Why ORMs (JPA / Hibernate) struggle with composite primary keys
First: what ORM expects
An ORM assumes:
- One column = one identity
- Identity is simple, immutable, comparable
- Identity is used for:
- Persistence context (1st-level cache)
- Equality checks
- Lazy loading
- Proxies
- Hash-based collections
A composite key breaks all of these assumptions.
1️⃣ @EmbeddedId / @IdClass — what’s the problem?
With a composite PK, you must create a separate ID class
@Embeddable
class UserRoleId {
Long userId;
Long roleId;
}
@Entity
class UserRole {
@EmbeddedId
UserRoleId id;
}
Option B: @IdClass
class UserRoleId {
Long userId;
Long roleId;
}
@Entity
@IdClass(UserRoleId.class)
class UserRole {
@Id Long userId;
@Id Long roleId;
}
👉 Already:
- Extra class
- Extra boilerplate
- Extra cognitive load
Now the real problems start.
2️⃣ equals() / hashCode() — this is the killer
Hibernate uses equals() and hashCode() to manage entities in:
- Persistence context
- Sets
- Maps
- Dirty checking
With surrogate key
equals → id
hashCode → id
Simple. Stable.
With composite key
You must implement:
equals(userId, roleId)
hashCode(userId, roleId)
Problems:
- What if one field is
nullbefore persist? - What if entities are put into a
Setbefore flush? - What if ID fields are mutable?
Result:
- Entities disappear from Sets
- Duplicate entities appear
- Cache behaves incorrectly
These bugs are subtle and brutal.
3️⃣ First-level cache confusion (Persistence Context)
Hibernate cache key:
(EntityClass, PrimaryKey)
With composite PK:
(UserRole, (userId, roleId))
Every lookup must:
- Instantiate composite ID
- Compare multiple fields
- Rely on correct equals/hashCode
This:
- Slows down lookups
- Makes bugs harder to trace
- Breaks identity guarantees if equals/hashCode is wrong
4️⃣ Lazy loading & proxies get awkward
Example:
UserRole role = em.getReference(
UserRole.class,
new UserRoleId(1L, 2L)
);
Compared to:
em.getReference(UserRole.class, 42L);
You now:
- Allocate objects just to reference entities
- Leak DB structure into service code
- Increase verbosity everywhere
5️⃣ Repositories become ugly
Spring Data repository:
Surrogate PK
interface UserRoleRepo extends JpaRepository<UserRole, Long> {}
Composite PK
interface UserRoleRepo extends JpaRepository<UserRole, UserRoleId> {}
Every call now requires:
repo.findById(new UserRoleId(userId, roleId));
This is not wrong, but it’s noisy and error-prone.

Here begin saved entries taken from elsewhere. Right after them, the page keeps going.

//! ReferenceKernel: deterministic in-tree test double.
//!
//! Builds real sweep topology (edges with their curves, faces with their
//! surfaces) so that edge predicates and mesh extraction see genuine
//! geometry. Booleans are topological merges without trimming, and blends
//! add setback edges plus a band face without cutting the neighbours.

mod blend;
mod construct;
mod mesh;
mod topology;

use std::collections::HashMap;

use part_geom::{Point3d, Transform, Vec3};
use tracing::{debug, info, instrument, warn};

use crate::curve::Curve;
use crate::region::{self, PlanarRegion};
use crate::traits::{Kernel, KernelIntrospect};
use crate::types::*;
use topology::{FaceRole, RefSolid};

/// Deterministic reference implementation of [`Kernel`] and [`KernelIntrospect`].
///
/// Entity ids are allocated from a single counter, so the same call
/// sequence always yields the same ids.
#[derive(Debug)]
pub struct ReferenceKernel {
    next_id: u64,
    next_handle: u64,
    free_edges: HashMap<u64, Curve>,
    wires: HashMap<u64, Vec<Curve>>,
    profiles: HashMap<u64, PlanarRegion>,
    solids: HashMap<u64, RefSolid>,
}

impl ReferenceKernel {
    pub fn new() -> Self {
        Self {
            next_id: 1,
            next_handle: 1,
            free_edges: HashMap::new(),
            wires: HashMap::new(),
            profiles: HashMap::new(),
            solids: HashMap::new(),
        }
    }

    /// Number of solids currently alive in this kernel.
    pub fn solid_count(&self) -> usize {
        self.solids.len()
    }

    fn alloc_id(&mut self) -> u64 {
        let id = self.next_id;
        self.next_id += 1;
        id
    }

    fn alloc_handle(&mut self) -> u64 {
        let h = self.next_handle;
        self.next_handle += 1;
        h
    }

    fn store(&mut self, solid: RefSolid) -> SolidHandle {
        let key = self.alloc_handle();
        self.solids.insert(key, solid);
        SolidHandle(key)
    }

    fn take(&mut self, handle: SolidHandle) -> Result<RefSolid, KernelError> {
        self.solids
            .remove(&handle.key())
            .ok_or(KernelError::HandleNotFound {
                kind: "solid",
                key: handle.key(),
            })
    }

    fn get(&self, handle: &SolidHandle) -> Result<&RefSolid, KernelError> {
        self.solids
            .get(&handle.key())
            .ok_or(KernelError::HandleNotFound {
                kind: "solid",
                key: handle.key(),
            })
    }

    fn find_edge(&self, id: EdgeId) -> Option<&topology::RefEdge> {
        self.solids
            .values()
            .flat_map(|s| s.edges.iter())
            .find(|e| e.id == id)
    }

    fn find_face(&self, id: FaceId) -> Option<&topology::RefFace> {
        self.solids
            .values()
            .flat_map(|s| s.faces.iter())
            .find(|f| f.id == id)
    }

    /// Copy of `solid` with fresh ids for every edge and face.
    fn renumbered(&mut self, solid: &RefSolid) -> RefSolid {
        let mut face_ids = HashMap::new();
        let mut out = RefSolid::default();
        for face in &solid.faces {
            let mut copy = face.clone();
            copy.id = FaceId(self.alloc_id());
            face_ids.insert(face.id, copy.id);
            out.faces.push(copy);
        }
        for edge in &solid.edges {
            let mut copy = edge.clone();
            copy.id = EdgeId(self.alloc_id());
            for u in &mut copy.uses {
                u.face = face_ids.get(&u.face).copied().unwrap_or(u.face);
            }
            out.edges.push(copy);
        }
        out
    }
}

impl Default for ReferenceKernel {
    fn default() -> Self {
        Self::new()
    }
}

fn positive(value: f64, what: &str) -> Result<(), KernelError> {
    if value.is_finite() && value > 0.0 {
        Ok(())
    } else {
        Err(KernelError::InvalidParameter {
            reason: format!("{what} must be positive, got {value}"),
        })
    }
}

impl Kernel for ReferenceKernel {
    fn make_line_edge(&mut self, start: Point3d, end: Point3d) -> Result<EdgeHandle, KernelError> {
        let curve = Curve::line(start, end)?;
        let key = self.alloc_handle();
        self.free_edges.insert(key, curve);
        Ok(EdgeHandle(key))
    }

    fn make_arc_edge(
        &mut self,
        center: Point3d,
        axis: Vec3,
        start: Point3d,
        sweep: f64,
    ) -> Result<EdgeHandle, KernelError> {
        let curve = Curve::arc(center, axis, start, sweep)?;
        let key = self.alloc_handle();
        self.free_edges.insert(key, curve);
        Ok(EdgeHandle(key))
    }

    fn make_wire(&mut self, edges: Vec<EdgeHandle>) -> Result<WireHandle, KernelError> {
        let curves = edges
            .into_iter()
            .map(|h| {
                self.free_edges
                    .remove(&h.0)
                    .ok_or(KernelError::HandleNotFound { kind: "edge", key: h.0 })
            })
            .collect::<Result<Vec<_>, _>>()?;
        let chain = region::chain_curves(curves)?;
        let key = self.alloc_handle();
        self.wires.insert(key, chain);
        Ok(WireHandle(key))
    }

    fn make_face(
        &mut self,
        outer: WireHandle,
        holes: Vec<WireHandle>,
    ) -> Result<FaceHandle, KernelError> {
        let mut take_wire = |h: WireHandle| {
            self.wires
                .remove(&h.0)
                .ok_or(KernelError::HandleNotFound { kind: "wire", key: h.0 })
        };
        let outer = take_wire(outer)?;
        let holes = holes
            .into_iter()
            .map(&mut take_wire)
            .collect::<Result<Vec<_>, _>>()?;
        let region = region::planar_region(outer, holes)?;
        let key = self.alloc_handle();
        self.profiles.insert(key, region);
        Ok(FaceHandle(key))
    }

    #[instrument(skip(self, profile))]
    fn revolve(
        &mut self,
        profile: FaceHandle,
        axis_origin: Point3d,
        axis_direction: Vec3,
    ) -> Result<SolidHandle, KernelError> {
        let region = self
            .profiles
            .remove(&profile.0)
            .ok_or(KernelError::HandleNotFound { kind: "face", key: profile.0 })?;
        let solid = self.build_revolution(region, axis_origin, axis_direction)?;
        info!(faces = solid.faces.len(), edges = solid.edges.len(), "revolved profile");
        Ok(self.store(solid))
    }

    #[instrument(skip(self, profile))]
    fn extrude(&mut self, profile: FaceHandle, vector: Vec3) -> Result<SolidHandle, KernelError> {
        let region = self
            .profiles
            .remove(&profile.0)
            .ok_or(KernelError::HandleNotFound { kind: "face", key: profile.0 })?;
        let solid = self.build_extrusion(region, vector)?;
        info!(faces = solid.faces.len(), edges = solid.edges.len(), "extruded profile");
        Ok(self.store(solid))
    }

    fn boolean_union(
        &mut self,
        target: SolidHandle,
        tool: SolidHandle,
    ) -> Result<SolidHandle, KernelError> {
        let mut a = self.take(target)?;
        let b = self.take(tool)?;
        if a.is_empty() || b.is_empty() {
            return Err(KernelError::BooleanFailed {
                reason: "union operand has no faces".to_string(),
            });
        }
        a.absorb(b);
        debug!(faces = a.faces.len(), "union");
        Ok(self.store(a))
    }

    fn boolean_difference(
        &mut self,
        target: SolidHandle,
        tool: SolidHandle,
    ) -> Result<SolidHandle, KernelError> {
        let mut a = self.take(target)?;
        let b = self.take(tool)?;
        if a.is_empty() {
            return Err(KernelError::BooleanFailed {
                reason: "difference target has no faces".to_string(),
            });
        }
        if !a.bounding_box().intersects(&b.bounding_box()) {
            warn!("difference tool does not reach the target");
            return Ok(self.store(a));
        }

        // The tool's caps vanish; its lateral faces bound the cavity, seen from outside.
        let caps: Vec<FaceId> = b
            .faces
            .iter()
            .filter(|f| f.role == FaceRole::Cap)
            .map(|f| f.id)
            .collect();
        a.faces.extend(
            b.faces
                .into_iter()
                .filter(|f| f.role != FaceRole::Cap)
                .map(|mut f| {
                    f.reversed = !f.reversed;
                    f
                }),
        );
        a.edges.extend(b.edges.into_iter().map(|mut e| {
            for u in &mut e.uses {
                if caps.contains(&u.face) {
                    u.inward = u.inward.negated();
                }
            }
            e
        }));
        debug!(faces = a.faces.len(), "difference");
        Ok(self.store(a))
    }

    fn boolean_intersection(
        &mut self,
        target: SolidHandle,
        tool: SolidHandle,
    ) -> Result<SolidHandle, KernelError> {
        let a = self.take(target)?;
        let b = self.take(tool)?;
        let (box_a, box_b) = (a.bounding_box(), b.bounding_box());
        let overlap = box_a.intersection(&box_b);
        if overlap.is_empty() {
            return Err(KernelError::BooleanFailed {
                reason: "intersection operands do not overlap".to_string(),
            });
        }
        let region = overlap.expanded(region::CONNECT_TOLERANCE);
        let mut out = RefSolid::default();
        for solid in [a, b] {
            out.faces.extend(
                solid
                    .faces
                    .into_iter()
                    .filter(|f| f.bounding_box().intersects(&region)),
            );
            out.edges.extend(
                solid
                    .edges
                    .into_iter()
                    .filter(|e| e.curve.bounding_box().intersects(&region)),
            );
        }
        if out.is_empty() {
            return Err(KernelError::BooleanFailed {
                reason: "intersection is empty".to_string(),
            });
        }
        Ok(self.store(out))
    }

    #[instrument(skip(self, solid, edges), fields(edges = edges.len()))]
    fn chamfer_edges(
        &mut self,
        solid: SolidHandle,
        edges: &[EdgeId],
        distance: f64,
    ) -> Result<SolidHandle, KernelError> {
        positive(distance, "chamfer distance")?;
        let body = self.take(solid)?;
        let body = self.chamfer_solid(body, edges, distance)?;
        Ok(self.store(body))
    }

    #[instrument(skip(self, solid, edges), fields(edges = edges.len()))]
    fn fillet_edges(
        &mut self,
        solid: SolidHandle,
        edges: &[EdgeId],
        radius: f64,
    ) -> Result<SolidHandle, KernelError> {
        positive(radius, "fillet radius")?;
        let body = self.take(solid)?;
        let body = self.fillet_solid(body, edges, radius)?;
        Ok(self.store(body))
    }

    fn duplicate(&mut self, solid: &SolidHandle) -> Result<SolidHandle, KernelError> {
        let source = self.get(solid)?.clone();
        let copy = self.renumbered(&source);
        Ok(self.store(copy))
    }

    fn transformed(
        &mut self,
        solid: SolidHandle,
        transform: &Transform,
    ) -> Result<SolidHandle, KernelError> {
        let mut body = self.take(solid)?;
        for edge in &mut body.edges {
            edge.curve = edge.curve.transformed(transform);
            for u in &mut edge.uses {
                u.inward = u.inward.transformed(transform);
            }
        }
        for face in &mut body.faces {
            face.location = transform.then(&face.location);
        }
        Ok(self.store(body))
    }

    fn make_compound(&mut self, parts: Vec<SolidHandle>) -> Result<SolidHandle, KernelError> {
        if parts.is_empty() {
            return Err(KernelError::InvalidParameter {
                reason: "compound needs at least one part".to_string(),
            });
        }
        let mut out = RefSolid::default();
        for part in parts {
            out.absorb(self.take(part)?);
        }
        Ok(self.store(out))
    }

    #[instrument(skip(self, solid))]
    fn triangulate(&mut self, solid: &SolidHandle, tolerance: f64) -> Result<(), KernelError> {
        positive(tolerance, "triangulation tolerance")?;
        let key = solid.key();
        let body = self.solids.get_mut(&key).ok_or(KernelError::HandleNotFound { kind: "solid", key })?;
        let mut triangles = 0usize;
        for face in &mut body.faces {
            let stale = face
                .mesh
                .as_ref()
                .map_or(true, |m| m.tolerance != tolerance);
            if stale {
                face.mesh = Some(mesh::mesh_face(face, tolerance)?);
            }
            triangles += face.mesh.as_ref().map_or(0, |m| m.triangles.len());
        }
        info!(faces = body.faces.len(), triangles, "triangulated solid");
        Ok(())
    }
}

impl KernelIntrospect for ReferenceKernel {
    fn list_edges(&self, solid: &SolidHandle) -> Vec<EdgeId> {
        self.get(solid)
            .map(|s| s.edges.iter().map(|e| e.id).collect())
            .unwrap_or_default()
    }

    fn list_faces(&self, solid: &SolidHandle) -> Vec<FaceId> {
        self.get(solid)
            .map(|s| s.faces.iter().map(|f| f.id).collect())
            .unwrap_or_default()
    }

    fn edge_curve(&self, edge: EdgeId) -> Option<EdgeCurve> {
        self.find_edge(edge).map(|e| e.curve.to_edge_curve())
    }

    fn face_triangulation(&self, face: FaceId) -> Option<FaceTriangulation> {
        let face = self.find_face(face)?;
        let mesh = face.mesh.as_ref()?;
        Some(FaceTriangulation {
            nodes: mesh.nodes.clone(),
            triangles: mesh.triangles.clone(),
            location: face.location,
        })
    }
}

6️⃣ Associations are harder to map
Mapping relations:
@ManyToOne
@JoinColumns({
@JoinColumn(name = "user_id"),
@JoinColumn(name = "role_id")
})
Instead of:
@ManyToOne
@JoinColumn(name = "user_id")
ore annotations → more bugs → harder refactors.
7️⃣ Why this matters in real teams
Composite PK issues:
- Slow down development
- Confuse mid-level devs
- Increase code review overhead
- Cause production-only bugs
This is why experienced teams avoid them unless forced.
Mental model (important)
ORMs are optimized for object identity, not relational purity.
Composite PKs are relationally elegant
Surrogate PKs are operationally practical
Clean alternative (best of both worlds)
user_roles (
id BIGSERIAL PRIMARY KEY,
user_id BIGINT NOT NULL,
role_id BIGINT NOT NULL,
UNIQUE (user_id, role_id)
)
ORM:
@Entity
class UserRole {
@Id Long id;
Long userId;
Long roleId;
}
✔ Simple identity
✔ Business rule enforced
✔ ORM-friendly
✔ Evolvable
One-sentence interview explanation (perfect)
ORMs rely on a simple, stable single-column identity, and composite primary keys complicate equality, caching, associations, and repository usage, which is why teams usually avoid them in ORM-based systems.